(PROBLEM REQUIREMENTS)
Give back exactly the lines that run from the beginning of the entries to the line containing "generated by one", both included, and nothing else.
[Opening GIVEN RECORDS section]
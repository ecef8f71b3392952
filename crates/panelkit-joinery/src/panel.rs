//! Panel composition and full box layouts.
//!
//! A panel is a rectangular plate whose four edges are each generated by one
//! of the joinery edge walkers (plain, finger, hinge). The composer chains
//! the four local edge walks around the rectangle, merging near-coincident
//! corner points, then attaches secondary features: pin holes, finger-pull
//! cutouts, and engrave labels. Hole positions are clamped to stay inside
//! the panel with an edge clearance, recorded as warnings.

use panelkit_core::{clamp_param, Circle, Point, Polygon};
use serde::{Deserialize, Serialize};
use tracing::{debug, info};

use crate::finger::{finger_edge, push_unique_point, EdgeSide};
use crate::hinge::{hinge_edge, HingeRole, HingeSpec};

/// Minimum distance from a hole rim to any panel edge.
const EDGE_CLEARANCE_MM: f64 = 2.0;

/// How one edge of a panel is cut.
#[derive(Debug, Clone, Copy, PartialEq, Serialize, Deserialize)]
pub enum EdgeSpec {
    /// Straight edge, no joinery.
    Plain,
    /// Finger-joint comb; `male` edges start with a tab, female with a gap.
    Finger { male: bool },
    /// Pin-hinge knuckle edge.
    Hinge { role: HingeRole, spec: HingeSpec },
}

/// Joint dimensions shared by all edges of one panel.
#[derive(Debug, Clone, Copy, PartialEq, Serialize, Deserialize)]
pub struct JointParams {
    /// Material thickness, which is also the finger/knuckle depth.
    pub thickness_mm: f64,
    pub finger_width_mm: f64,
}

/// Which plate of a box a panel is.
#[derive(Debug, Clone, Copy, PartialEq, Eq, Serialize, Deserialize)]
pub enum PanelRole {
    Bottom,
    Front,
    Back,
    Left,
    Right,
    Lid,
}

impl PanelRole {
    pub fn name(&self) -> &'static str {
        match self {
            PanelRole::Bottom => "bottom",
            PanelRole::Front => "front",
            PanelRole::Back => "back",
            PanelRole::Left => "left",
            PanelRole::Right => "right",
            PanelRole::Lid => "lid",
        }
    }
}

/// Engrave-layer text anchored inside a panel.
#[derive(Debug, Clone, PartialEq, Serialize, Deserialize)]
pub struct PanelLabel {
    pub text: String,
    pub x: f64,
    pub y: f64,
    pub size_mm: f64,
}

/// One finished plate: outline, cutout holes, optional engrave label, and
/// any corrections applied while composing it.
#[derive(Debug, Clone, PartialEq, Serialize, Deserialize)]
pub struct Panel {
    pub role: PanelRole,
    pub width: f64,
    pub height: f64,
    pub outline: Polygon,
    pub holes: Vec<Circle>,
    pub label: Option<PanelLabel>,
    pub warnings: Vec<String>,
}

impl Panel {
    /// Adds a hole, clamping its center so the rim stays at least the edge
    /// clearance away from every side. A moved hole is recorded as a
    /// warning, never dropped.
    pub fn add_hole(&mut self, circle: Circle) {
        let min_x = circle.r + EDGE_CLEARANCE_MM;
        let max_x = self.width - circle.r - EDGE_CLEARANCE_MM;
        let min_y = circle.r + EDGE_CLEARANCE_MM;
        let max_y = self.height - circle.r - EDGE_CLEARANCE_MM;

        let cx = if max_x >= min_x {
            circle.cx.clamp(min_x, max_x)
        } else {
            self.width / 2.0
        };
        let cy = if max_y >= min_y {
            circle.cy.clamp(min_y, max_y)
        } else {
            self.height / 2.0
        };
        if (cx - circle.cx).abs() > 1e-9 || (cy - circle.cy).abs() > 1e-9 {
            self.warnings.push(format!(
                "Hole on {} panel moved from ({:.1}, {:.1}) to ({:.1}, {:.1}) to keep {:.1}mm edge clearance",
                self.role.name(),
                circle.cx,
                circle.cy,
                cx,
                cy,
                EDGE_CLEARANCE_MM
            ));
        }
        self.holes.push(Circle::new(cx, cy, circle.r));
    }
}

/// Composes a panel outline by walking the four edges in outline order
/// (bottom, right, top, left — matching [`EdgeSide::ALL`]).
pub fn compose_panel(
    role: PanelRole,
    width: f64,
    height: f64,
    edges: &[EdgeSpec; 4],
    joint: &JointParams,
) -> Panel {
    let mut warnings = Vec::new();
    let mut points: Vec<Point> = Vec::new();

    for (side, edge) in EdgeSide::ALL.iter().zip(edges.iter()) {
        let length = side.length(width, height);
        let local = match edge {
            EdgeSpec::Plain => vec![Point::new(0.0, 0.0), Point::new(length, 0.0)],
            EdgeSpec::Finger { male } => {
                finger_edge(length, joint.thickness_mm, joint.finger_width_mm, *male)
            }
            EdgeSpec::Hinge { role, spec } => {
                hinge_edge(length, joint.thickness_mm, spec, *role, &mut warnings)
            }
        };
        for p in local {
            push_unique_point(&mut points, side.to_panel(p, width, height));
        }
    }

    // The left edge ends back at the origin; drop the duplicate closing point.
    if points.len() > 1 {
        let first = points[0];
        if let Some(last) = points.last() {
            if (last.x - first.x).abs() < 0.01 && (last.y - first.y).abs() < 0.01 {
                points.pop();
            }
        }
    }

    debug!(
        role = role.name(),
        width,
        height,
        vertices = points.len(),
        "composed panel"
    );

    Panel {
        role,
        width,
        height,
        outline: Polygon::new(points),
        holes: Vec::new(),
        label: None,
        warnings,
    }
}

/// Parameters for a complete finger-jointed box.
#[derive(Debug, Clone, PartialEq, Serialize, Deserialize)]
pub struct BoxParams {
    pub inner_width_mm: f64,
    pub inner_depth_mm: f64,
    pub inner_height_mm: f64,
    pub thickness_mm: f64,
    pub kerf_mm: f64,
    pub finger_width_mm: f64,
    /// Hinged lid: the back wall and lid share a pin hinge, and the left and
    /// right walls each get one pin hole.
    pub hinged_lid: bool,
    pub pin_diameter_mm: f64,
    /// Round finger-pull cutout on the lid's front edge.
    pub finger_pull: bool,
    /// Engrave a role label on each panel.
    pub labels: bool,
}

impl Default for BoxParams {
    fn default() -> Self {
        Self {
            inner_width_mm: 100.0,
            inner_depth_mm: 80.0,
            inner_height_mm: 60.0,
            thickness_mm: 3.0,
            kerf_mm: 0.2,
            finger_width_mm: 10.0,
            hinged_lid: true,
            pin_diameter_mm: 3.0,
            finger_pull: true,
            labels: true,
        }
    }
}

impl BoxParams {
    /// Clamps all numeric fields to their valid ranges, recording every
    /// correction. Out-of-range input never fails a request.
    pub fn sanitize(&mut self, notes: &mut Vec<String>) {
        self.inner_width_mm = clamp_param("inner width", self.inner_width_mm, 20.0, 1000.0, notes);
        self.inner_depth_mm = clamp_param("inner depth", self.inner_depth_mm, 20.0, 1000.0, notes);
        self.inner_height_mm =
            clamp_param("inner height", self.inner_height_mm, 20.0, 1000.0, notes);
        self.thickness_mm = clamp_param("thickness", self.thickness_mm, 1.0, 25.0, notes);
        self.kerf_mm = clamp_param("kerf", self.kerf_mm, 0.0, 2.0, notes);
        self.finger_width_mm =
            clamp_param("finger width", self.finger_width_mm, 3.0, 50.0, notes);
        self.pin_diameter_mm =
            clamp_param("pin diameter", self.pin_diameter_mm, 1.0, 10.0, notes);
    }
}

/// All panels of one box, plus parameter corrections applied on the way in.
#[derive(Debug, Clone, PartialEq, Serialize, Deserialize)]
pub struct BoxLayout {
    pub panels: Vec<Panel>,
    pub warnings: Vec<String>,
}

/// Generates the full panel set for a finger-jointed box.
///
/// Edge assignment: the bottom plate is male on all four edges; the front
/// and back walls are female where they meet the bottom and the side walls;
/// the side walls are male toward the front/back walls and female toward the
/// bottom. With a hinged lid, the back wall's top edge and the lid's hinge
/// edge carry complementary knuckle patterns, and the left and right walls
/// each get exactly one pin hole.
pub fn generate_box(params: &BoxParams) -> BoxLayout {
    let mut warnings = Vec::new();
    let mut params = params.clone();
    params.sanitize(&mut warnings);

    let w = params.inner_width_mm;
    let d = params.inner_depth_mm;
    let h = params.inner_height_mm;
    let joint = JointParams {
        thickness_mm: params.thickness_mm,
        finger_width_mm: params.finger_width_mm,
    };
    let hinge_spec = HingeSpec {
        kerf_mm: params.kerf_mm,
        finger_width_mm: params.finger_width_mm,
        ..HingeSpec::default()
    };

    let male = EdgeSpec::Finger { male: true };
    let female = EdgeSpec::Finger { male: false };
    let plain = EdgeSpec::Plain;

    let mut panels = Vec::with_capacity(6);

    // Edges in [bottom, right, top, left] order.
    panels.push(compose_panel(
        PanelRole::Bottom,
        w,
        d,
        &[male, male, male, male],
        &joint,
    ));

    let back_top = if params.hinged_lid {
        EdgeSpec::Hinge {
            role: HingeRole::Back,
            spec: hinge_spec,
        }
    } else {
        plain
    };
    panels.push(compose_panel(
        PanelRole::Front,
        w,
        h,
        &[female, female, plain, female],
        &joint,
    ));
    panels.push(compose_panel(
        PanelRole::Back,
        w,
        h,
        &[female, female, back_top, female],
        &joint,
    ));

    for role in [PanelRole::Left, PanelRole::Right] {
        let mut side = compose_panel(role, d, h, &[female, male, plain, male], &joint);
        if params.hinged_lid {
            // Hinge pin seat at the top back corner.
            side.add_hole(Circle::new(
                d - 2.0 * params.thickness_mm,
                h - 2.0 * params.thickness_mm,
                params.pin_diameter_mm / 2.0,
            ));
        }
        panels.push(side);
    }

    if params.hinged_lid {
        let lid_hinge = EdgeSpec::Hinge {
            role: HingeRole::Lid,
            spec: hinge_spec,
        };
        let mut lid = compose_panel(PanelRole::Lid, w, d, &[plain, plain, lid_hinge, plain], &joint);
        if params.finger_pull {
            lid.add_hole(Circle::new(w / 2.0, 14.0, 10.0));
        }
        panels.push(lid);
    }

    if params.labels {
        for panel in &mut panels {
            panel.label = Some(PanelLabel {
                text: panel.role.name().to_string(),
                x: panel.width / 2.0,
                y: panel.height / 2.0,
                size_mm: 6.0,
            });
        }
    }

    info!(
        panels = panels.len(),
        hinged = params.hinged_lid,
        "generated box layout"
    );
    BoxLayout { panels, warnings }
}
[Closing GIVEN RECORDS section]
(SOLVED EXERCISE)
repository ecef8f71b3392952
filename crates/panelkit-joinery/src/panel.rs
//! Panel composition and full box layouts.
//!
//! A panel is a rectangular plate whose four edges are each generated by one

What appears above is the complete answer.